Hwy driving Pros for RDX:
- rpms already up and instant tq for inclines or passing, RDX can stay in 5th 90% of the time while I need to single/double tap paddles to 4th/5th gear to maintain the same speed in the MDX on hills during passing
- less downshifting because of extra tq
- just an I-4 on flat ground if turbo isn't needed, usually zero spool for hours on flat ground
- more power at the higher altitudes with forced induction, driven as high as 11,000ft on I-70 in Colorado and my RDX would dust my MDX

Hwy driving Cons for RDX:
- mpgs is about 1-2 lower than MDX on avg on same trip (can't get away from the elevation/hills).
- sensitive to winds, turbo will spool 10%-25% for hours in windy conditions dropping mpgs


Hwy driving Pros for MDX:
- quiet
- much better mpgs on flat ground

Hwy driving Cons for MDX:
- runs out of power for inclines and passing at +80 mph
- really feel the altitude at +7000ft
- requires more single/double-taps of paddles to maintain speed or accelerate faster (makes more noise that speed)
- mpgs can be worst in MDX in high altitudes and hilly terrain that requires frequent downshifts
- mpgs are worst in MDX in windy conditions.
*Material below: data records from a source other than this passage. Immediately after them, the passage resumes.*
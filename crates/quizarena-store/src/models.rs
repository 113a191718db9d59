//! Row types persisted in SQLite and the column codecs shared by the CRUD
//! modules.
//!
//! Joined read models (friend lists, request lists, tickets) reuse the wire
//! types from [`quizarena_shared::protocol`] directly.

use chrono::{DateTime, SecondsFormat, SubsecRound, Utc};
use serde::de::DeserializeOwned;
use serde::{Deserialize, Serialize};

use quizarena_shared::lifeline::LifelineCounts;
use quizarena_shared::profile::MatchResult;
use quizarena_shared::protocol::UserView;
use quizarena_shared::types::UserId;

pub use quizarena_shared::protocol::{
    FriendRequestStatus, FriendRequestView, FriendView, IncomingRequest, OutgoingRequest,
    TicketView, UserSummary,
};

// ---------------------------------------------------------------------------
// User
// ---------------------------------------------------------------------------

/// A registered account, including its credential hash.
#[derive(Debug, Clone, PartialEq, Serialize, Deserialize)]
pub struct User {
    pub id: UserId,
    pub email: String,
    pub password_hash: String,
    pub name: String,
    pub xp: u32,
    pub coins: u32,
    pub wins: u32,
    pub losses: u32,
    pub games_played: u32,
    pub streak: u32,
    pub lifelines: LifelineCounts,
    pub equipped_frame: String,
    pub equipped_theme: String,
    pub owned_frames: Vec<String>,
    pub owned_themes: Vec<String>,
    pub owned_badges: Vec<String>,
    pub recent_matches: Vec<MatchResult>,
    pub sound_enabled: bool,
    pub notifications_enabled: bool,
    /// Last successful name change; gates the rename cooldown.
    pub name_changed_at: Option<DateTime<Utc>>,
    pub created_at: DateTime<Utc>,
}

impl User {
    /// The owner-facing view, with the password hash stripped.
    pub fn to_view(&self) -> UserView {
        UserView {
            id: self.id,
            email: self.email.clone(),
            name: self.name.clone(),
            xp: self.xp,
            coins: self.coins,
            wins: self.wins,
            losses: self.losses,
            games_played: self.games_played,
            streak: self.streak,
            lifelines: self.lifelines.clone(),
            equipped_frame: self.equipped_frame.clone(),
            equipped_theme: self.equipped_theme.clone(),
            owned_frames: self.owned_frames.clone(),
            owned_themes: self.owned_themes.clone(),
            owned_badges: self.owned_badges.clone(),
            recent_matches: self.recent_matches.clone(),
            sound_enabled: self.sound_enabled,
            notifications_enabled: self.notifications_enabled,
            name_changed_at: self.name_changed_at,
            created_at: self.created_at,
        }
    }
}

// ---------------------------------------------------------------------------
// Session
// ---------------------------------------------------------------------------

/// A login session addressed by an opaque cookie token.
#[derive(Debug, Clone, PartialEq, Eq)]
pub struct Session {
    pub token: String,
    pub user_id: UserId,
    pub created_at: DateTime<Utc>,
    pub expires_at: DateTime<Utc>,
}

// ---------------------------------------------------------------------------
// Column codecs
// ---------------------------------------------------------------------------

/// Fixed-width UTC timestamps so that string comparison in SQL orders them
/// chronologically.
pub(crate) fn encode_ts(dt: &DateTime<Utc>) -> String {
    dt.to_rfc3339_opts(SecondsFormat::Millis, true)
}

/// The current time at the precision timestamps are stored with, so a value
/// written and read back compares equal.
pub(crate) fn now_utc() -> DateTime<Utc> {
    Utc::now().trunc_subsecs(3)
}

pub(crate) fn conversion_err<E>(idx: usize, e: E) -> rusqlite::Error
where
    E: std::error::Error + Send + Sync + 'static,
{
    rusqlite::Error::FromSqlConversionFailure(idx, rusqlite::types::Type::Text, Box::new(e))
}

pub(crate) fn parse_ts(idx: usize, s: &str) -> rusqlite::Result<DateTime<Utc>> {
    DateTime::parse_from_rfc3339(s)
        .map(|dt| dt.with_timezone(&Utc))
        .map_err(|e| conversion_err(idx, e))
}

pub(crate) fn parse_user_id(idx: usize, s: &str) -> rusqlite::Result<UserId> {
    UserId::parse(s).map_err(|e| conversion_err(idx, e))
}

pub(crate) fn parse_json<T: DeserializeOwned>(idx: usize, s: &str) -> rusqlite::Result<T> {
    serde_json::from_str(s).map_err(|e| conversion_err(idx, e))
}

pub(crate) fn parse_status(idx: usize, s: &str) -> rusqlite::Result<FriendRequestStatus> {
    FriendRequestStatus::parse(s).ok_or_else(|| {
        conversion_err(
            idx,
            std::io::Error::new(
                std::io::ErrorKind::InvalidData,
                format!("unknown request status '{s}'"),
            ),
        )
    })
}

/// Map `QueryReturnedNoRows` to [`crate::StoreError::NotFound`].
pub(crate) fn not_found(e: rusqlite::Error) -> crate::StoreError {
    match e {
        rusqlite::Error::QueryReturnedNoRows => crate::StoreError::NotFound,
        other => crate::StoreError::Sqlite(other),
    }
}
Seen as low as 14 mpgs where my RDX can get at-least 17 mpgs in same hwy head wind.


If I really wanted my perfect engine for an SUV, it would be something with a V-6 supercharger or V-6 Turbo. It would give me the low speed off the line power around town, mid-range punch for emergency/passing/inclines, and high altitude tq in the mountains.

I like the force induction power of the F-Pace, Q7, Macan/Cayenne, BMW, and MB; but, I need the long-term reliability of an Honda/Acura for 10yrs/150,000 miles. Acura still comes out on top when I check all the want/need boxes. I wish there was an aftermarket S/C kit for Honda/Acura V-6 engines!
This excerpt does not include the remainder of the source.